[Records drawn from a dataset]
◇ ◇ ◇ ◇

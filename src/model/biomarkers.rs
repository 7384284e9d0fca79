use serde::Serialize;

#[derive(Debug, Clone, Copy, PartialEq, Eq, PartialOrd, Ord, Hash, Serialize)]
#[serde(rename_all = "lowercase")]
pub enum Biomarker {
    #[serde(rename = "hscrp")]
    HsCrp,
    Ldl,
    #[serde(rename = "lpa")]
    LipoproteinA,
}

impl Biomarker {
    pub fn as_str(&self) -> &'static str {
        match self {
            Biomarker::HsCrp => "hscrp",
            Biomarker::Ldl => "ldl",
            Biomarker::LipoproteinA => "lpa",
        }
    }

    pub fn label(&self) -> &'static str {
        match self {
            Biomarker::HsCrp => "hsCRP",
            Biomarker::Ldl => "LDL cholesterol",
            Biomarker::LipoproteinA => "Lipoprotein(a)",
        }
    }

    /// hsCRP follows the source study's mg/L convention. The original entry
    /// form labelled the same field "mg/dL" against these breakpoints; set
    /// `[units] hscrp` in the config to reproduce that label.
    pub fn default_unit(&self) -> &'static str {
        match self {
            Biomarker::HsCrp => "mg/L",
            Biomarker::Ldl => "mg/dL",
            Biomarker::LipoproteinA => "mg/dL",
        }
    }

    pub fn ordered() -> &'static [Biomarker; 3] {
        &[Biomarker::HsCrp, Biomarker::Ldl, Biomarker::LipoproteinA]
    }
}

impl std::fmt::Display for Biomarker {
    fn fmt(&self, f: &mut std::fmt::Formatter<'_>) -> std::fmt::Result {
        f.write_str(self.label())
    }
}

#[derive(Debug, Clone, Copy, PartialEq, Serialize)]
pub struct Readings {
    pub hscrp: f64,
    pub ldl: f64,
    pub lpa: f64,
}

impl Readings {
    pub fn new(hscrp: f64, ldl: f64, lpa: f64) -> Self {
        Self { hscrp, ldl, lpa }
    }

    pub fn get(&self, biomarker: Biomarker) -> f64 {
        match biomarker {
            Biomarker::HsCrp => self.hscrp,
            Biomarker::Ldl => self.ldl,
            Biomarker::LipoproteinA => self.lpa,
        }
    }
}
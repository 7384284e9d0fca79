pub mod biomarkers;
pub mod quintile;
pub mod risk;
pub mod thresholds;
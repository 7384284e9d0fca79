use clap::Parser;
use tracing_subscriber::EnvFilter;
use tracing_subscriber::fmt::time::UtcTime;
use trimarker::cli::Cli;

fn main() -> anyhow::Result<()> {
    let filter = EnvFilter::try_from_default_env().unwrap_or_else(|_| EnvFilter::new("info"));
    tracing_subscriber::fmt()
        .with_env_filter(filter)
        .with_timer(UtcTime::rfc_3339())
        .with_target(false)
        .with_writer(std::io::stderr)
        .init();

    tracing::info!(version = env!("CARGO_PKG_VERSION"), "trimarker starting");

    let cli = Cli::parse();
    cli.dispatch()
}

◇ ◇ ◇ ◇

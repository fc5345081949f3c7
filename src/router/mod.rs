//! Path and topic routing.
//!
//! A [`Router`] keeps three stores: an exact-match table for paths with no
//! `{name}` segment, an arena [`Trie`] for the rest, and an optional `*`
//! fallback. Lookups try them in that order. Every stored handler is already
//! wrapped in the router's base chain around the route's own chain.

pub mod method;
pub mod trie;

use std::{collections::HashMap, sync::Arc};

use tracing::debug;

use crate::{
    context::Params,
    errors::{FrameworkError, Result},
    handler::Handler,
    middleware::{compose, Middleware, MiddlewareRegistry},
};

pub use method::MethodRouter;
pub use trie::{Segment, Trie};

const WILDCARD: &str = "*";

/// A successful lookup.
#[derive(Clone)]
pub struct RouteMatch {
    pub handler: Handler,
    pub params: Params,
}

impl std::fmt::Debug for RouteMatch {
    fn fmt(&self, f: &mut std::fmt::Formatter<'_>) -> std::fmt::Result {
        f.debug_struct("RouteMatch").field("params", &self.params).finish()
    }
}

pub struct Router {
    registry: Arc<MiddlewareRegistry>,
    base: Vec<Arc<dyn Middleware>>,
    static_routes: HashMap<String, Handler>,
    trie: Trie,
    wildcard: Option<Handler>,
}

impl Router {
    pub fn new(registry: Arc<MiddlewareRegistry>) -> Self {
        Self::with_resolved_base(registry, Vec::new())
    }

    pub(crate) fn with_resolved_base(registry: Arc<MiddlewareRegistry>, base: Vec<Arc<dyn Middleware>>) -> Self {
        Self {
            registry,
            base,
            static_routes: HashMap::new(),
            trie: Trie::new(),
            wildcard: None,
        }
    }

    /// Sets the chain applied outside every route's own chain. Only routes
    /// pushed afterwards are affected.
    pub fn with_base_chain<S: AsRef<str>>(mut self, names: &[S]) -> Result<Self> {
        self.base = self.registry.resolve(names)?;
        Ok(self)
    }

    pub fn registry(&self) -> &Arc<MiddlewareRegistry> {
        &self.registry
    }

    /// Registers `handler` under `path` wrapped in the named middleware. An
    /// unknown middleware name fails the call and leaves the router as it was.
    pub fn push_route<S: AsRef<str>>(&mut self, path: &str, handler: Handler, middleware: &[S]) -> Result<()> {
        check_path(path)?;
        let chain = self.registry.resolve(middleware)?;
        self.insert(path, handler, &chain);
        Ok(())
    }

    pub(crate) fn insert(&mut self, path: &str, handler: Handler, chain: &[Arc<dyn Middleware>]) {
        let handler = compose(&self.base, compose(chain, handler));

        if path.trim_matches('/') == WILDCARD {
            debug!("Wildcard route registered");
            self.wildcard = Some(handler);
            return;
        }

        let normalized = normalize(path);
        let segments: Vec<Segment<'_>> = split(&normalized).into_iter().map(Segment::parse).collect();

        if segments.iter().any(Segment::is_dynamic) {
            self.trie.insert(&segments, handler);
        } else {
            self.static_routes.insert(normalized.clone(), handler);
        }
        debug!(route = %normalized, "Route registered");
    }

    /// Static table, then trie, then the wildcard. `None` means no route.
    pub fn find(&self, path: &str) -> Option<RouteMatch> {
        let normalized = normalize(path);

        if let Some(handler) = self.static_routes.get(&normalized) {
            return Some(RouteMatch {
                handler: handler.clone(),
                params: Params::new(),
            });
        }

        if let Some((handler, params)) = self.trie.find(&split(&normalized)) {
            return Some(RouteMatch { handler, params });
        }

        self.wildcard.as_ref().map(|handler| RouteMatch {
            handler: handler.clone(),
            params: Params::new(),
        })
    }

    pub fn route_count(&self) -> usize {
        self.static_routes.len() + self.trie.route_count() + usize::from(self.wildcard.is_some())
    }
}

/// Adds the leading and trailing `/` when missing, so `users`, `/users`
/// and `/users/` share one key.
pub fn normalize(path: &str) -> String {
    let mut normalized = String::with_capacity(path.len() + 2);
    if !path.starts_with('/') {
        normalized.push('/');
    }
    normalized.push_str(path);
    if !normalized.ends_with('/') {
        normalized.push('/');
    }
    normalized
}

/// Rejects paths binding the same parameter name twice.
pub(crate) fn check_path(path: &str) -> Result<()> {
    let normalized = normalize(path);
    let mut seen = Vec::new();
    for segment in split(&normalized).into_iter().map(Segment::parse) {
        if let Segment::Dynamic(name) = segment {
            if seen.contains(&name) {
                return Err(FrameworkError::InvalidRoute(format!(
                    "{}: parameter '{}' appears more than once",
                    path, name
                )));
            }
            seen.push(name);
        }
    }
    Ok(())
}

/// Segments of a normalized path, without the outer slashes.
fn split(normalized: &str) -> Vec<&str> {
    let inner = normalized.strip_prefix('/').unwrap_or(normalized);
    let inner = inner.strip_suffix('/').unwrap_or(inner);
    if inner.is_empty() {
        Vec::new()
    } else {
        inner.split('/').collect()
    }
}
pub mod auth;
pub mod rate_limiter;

◇ ◇ ◇ ◇

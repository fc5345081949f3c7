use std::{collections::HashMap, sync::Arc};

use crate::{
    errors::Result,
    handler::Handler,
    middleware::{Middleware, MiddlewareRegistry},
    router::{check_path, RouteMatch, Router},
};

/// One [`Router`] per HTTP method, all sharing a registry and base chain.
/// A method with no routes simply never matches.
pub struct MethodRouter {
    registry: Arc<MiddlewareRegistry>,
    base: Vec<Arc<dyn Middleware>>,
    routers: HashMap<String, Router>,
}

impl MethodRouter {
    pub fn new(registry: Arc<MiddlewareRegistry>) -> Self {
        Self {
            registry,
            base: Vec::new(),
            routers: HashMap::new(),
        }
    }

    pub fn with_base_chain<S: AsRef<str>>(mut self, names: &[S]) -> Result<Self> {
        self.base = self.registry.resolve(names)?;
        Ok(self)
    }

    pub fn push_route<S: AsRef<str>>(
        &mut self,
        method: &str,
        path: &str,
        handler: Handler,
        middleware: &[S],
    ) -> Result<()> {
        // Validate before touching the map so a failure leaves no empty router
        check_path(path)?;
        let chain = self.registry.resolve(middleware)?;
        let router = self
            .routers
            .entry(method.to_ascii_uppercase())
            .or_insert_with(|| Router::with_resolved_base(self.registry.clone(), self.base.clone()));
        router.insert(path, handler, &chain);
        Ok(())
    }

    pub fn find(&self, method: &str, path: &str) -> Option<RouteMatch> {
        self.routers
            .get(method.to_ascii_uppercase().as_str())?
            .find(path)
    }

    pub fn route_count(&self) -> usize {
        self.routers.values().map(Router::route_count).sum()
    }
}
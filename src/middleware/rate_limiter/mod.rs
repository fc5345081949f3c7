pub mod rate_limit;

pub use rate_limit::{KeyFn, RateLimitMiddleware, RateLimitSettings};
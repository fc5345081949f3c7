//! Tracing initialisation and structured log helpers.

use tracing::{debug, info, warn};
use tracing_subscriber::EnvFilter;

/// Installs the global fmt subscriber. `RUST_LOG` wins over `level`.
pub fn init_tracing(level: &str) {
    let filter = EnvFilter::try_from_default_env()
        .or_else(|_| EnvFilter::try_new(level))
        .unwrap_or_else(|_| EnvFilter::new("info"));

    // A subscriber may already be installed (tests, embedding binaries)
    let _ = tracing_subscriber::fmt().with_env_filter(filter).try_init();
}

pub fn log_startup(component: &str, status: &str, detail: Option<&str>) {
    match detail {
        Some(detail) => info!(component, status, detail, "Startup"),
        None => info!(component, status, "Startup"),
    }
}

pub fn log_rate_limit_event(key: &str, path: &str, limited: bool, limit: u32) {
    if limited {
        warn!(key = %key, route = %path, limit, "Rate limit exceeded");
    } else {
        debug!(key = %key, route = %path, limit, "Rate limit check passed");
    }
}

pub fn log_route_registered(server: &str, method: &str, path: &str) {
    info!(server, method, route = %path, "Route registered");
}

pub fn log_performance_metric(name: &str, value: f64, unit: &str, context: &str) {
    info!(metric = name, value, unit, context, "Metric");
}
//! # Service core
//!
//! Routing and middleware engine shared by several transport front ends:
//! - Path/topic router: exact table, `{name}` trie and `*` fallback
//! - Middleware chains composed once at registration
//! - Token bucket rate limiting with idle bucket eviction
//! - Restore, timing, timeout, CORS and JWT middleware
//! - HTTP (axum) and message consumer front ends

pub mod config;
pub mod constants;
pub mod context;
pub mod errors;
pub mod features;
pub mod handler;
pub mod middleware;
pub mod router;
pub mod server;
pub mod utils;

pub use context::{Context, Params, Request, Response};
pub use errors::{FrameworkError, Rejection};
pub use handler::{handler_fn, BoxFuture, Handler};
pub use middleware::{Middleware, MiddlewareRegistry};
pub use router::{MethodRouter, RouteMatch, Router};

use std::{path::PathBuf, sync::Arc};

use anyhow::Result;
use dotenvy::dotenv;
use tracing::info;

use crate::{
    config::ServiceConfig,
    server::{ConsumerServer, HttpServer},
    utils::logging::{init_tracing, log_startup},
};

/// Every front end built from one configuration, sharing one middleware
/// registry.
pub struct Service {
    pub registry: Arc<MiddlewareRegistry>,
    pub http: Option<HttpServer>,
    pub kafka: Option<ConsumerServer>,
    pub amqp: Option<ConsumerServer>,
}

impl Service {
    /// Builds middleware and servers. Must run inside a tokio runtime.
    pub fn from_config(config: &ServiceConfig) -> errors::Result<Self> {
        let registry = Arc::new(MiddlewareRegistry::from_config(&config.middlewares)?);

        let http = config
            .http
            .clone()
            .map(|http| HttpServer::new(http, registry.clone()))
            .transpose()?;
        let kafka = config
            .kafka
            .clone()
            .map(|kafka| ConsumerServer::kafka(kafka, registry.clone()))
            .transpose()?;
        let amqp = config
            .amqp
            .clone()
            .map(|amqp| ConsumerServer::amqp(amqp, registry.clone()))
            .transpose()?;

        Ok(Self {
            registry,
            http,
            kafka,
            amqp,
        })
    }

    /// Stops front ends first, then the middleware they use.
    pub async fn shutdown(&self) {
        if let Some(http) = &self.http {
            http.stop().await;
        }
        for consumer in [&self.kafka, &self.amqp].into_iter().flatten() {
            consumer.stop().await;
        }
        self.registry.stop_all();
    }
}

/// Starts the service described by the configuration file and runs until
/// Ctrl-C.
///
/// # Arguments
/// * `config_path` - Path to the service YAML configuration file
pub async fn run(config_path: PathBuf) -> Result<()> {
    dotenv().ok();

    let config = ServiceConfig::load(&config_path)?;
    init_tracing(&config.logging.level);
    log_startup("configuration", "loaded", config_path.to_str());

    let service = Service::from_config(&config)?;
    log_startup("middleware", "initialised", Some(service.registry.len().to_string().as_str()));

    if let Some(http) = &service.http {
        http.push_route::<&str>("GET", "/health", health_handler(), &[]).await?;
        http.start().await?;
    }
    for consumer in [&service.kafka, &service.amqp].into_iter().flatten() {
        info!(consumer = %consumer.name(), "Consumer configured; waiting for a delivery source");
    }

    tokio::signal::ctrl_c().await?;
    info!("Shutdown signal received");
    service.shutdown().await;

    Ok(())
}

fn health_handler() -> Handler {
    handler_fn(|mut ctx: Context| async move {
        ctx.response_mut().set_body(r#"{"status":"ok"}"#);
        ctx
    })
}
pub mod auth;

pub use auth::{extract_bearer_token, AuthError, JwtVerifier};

◇ ◇ ◇ ◇

(REQUIREMENT):
Above are the records. Copy the lines beginning at the one that has "let inner = normalized.strip_prefix('/').unwrap_or(normalized);" and ending with the one that has "pub mod rate_limiter;", unchanged.

(RESPONSE AREA):
    let inner = normalized.strip_prefix('/').unwrap_or(normalized);
    let inner = inner.strip_suffix('/').unwrap_or(inner);
    if inner.is_empty() {
        Vec::new()
    } else {
        inner.split('/').collect()
    }
}
pub mod auth;
pub mod rate_limiter;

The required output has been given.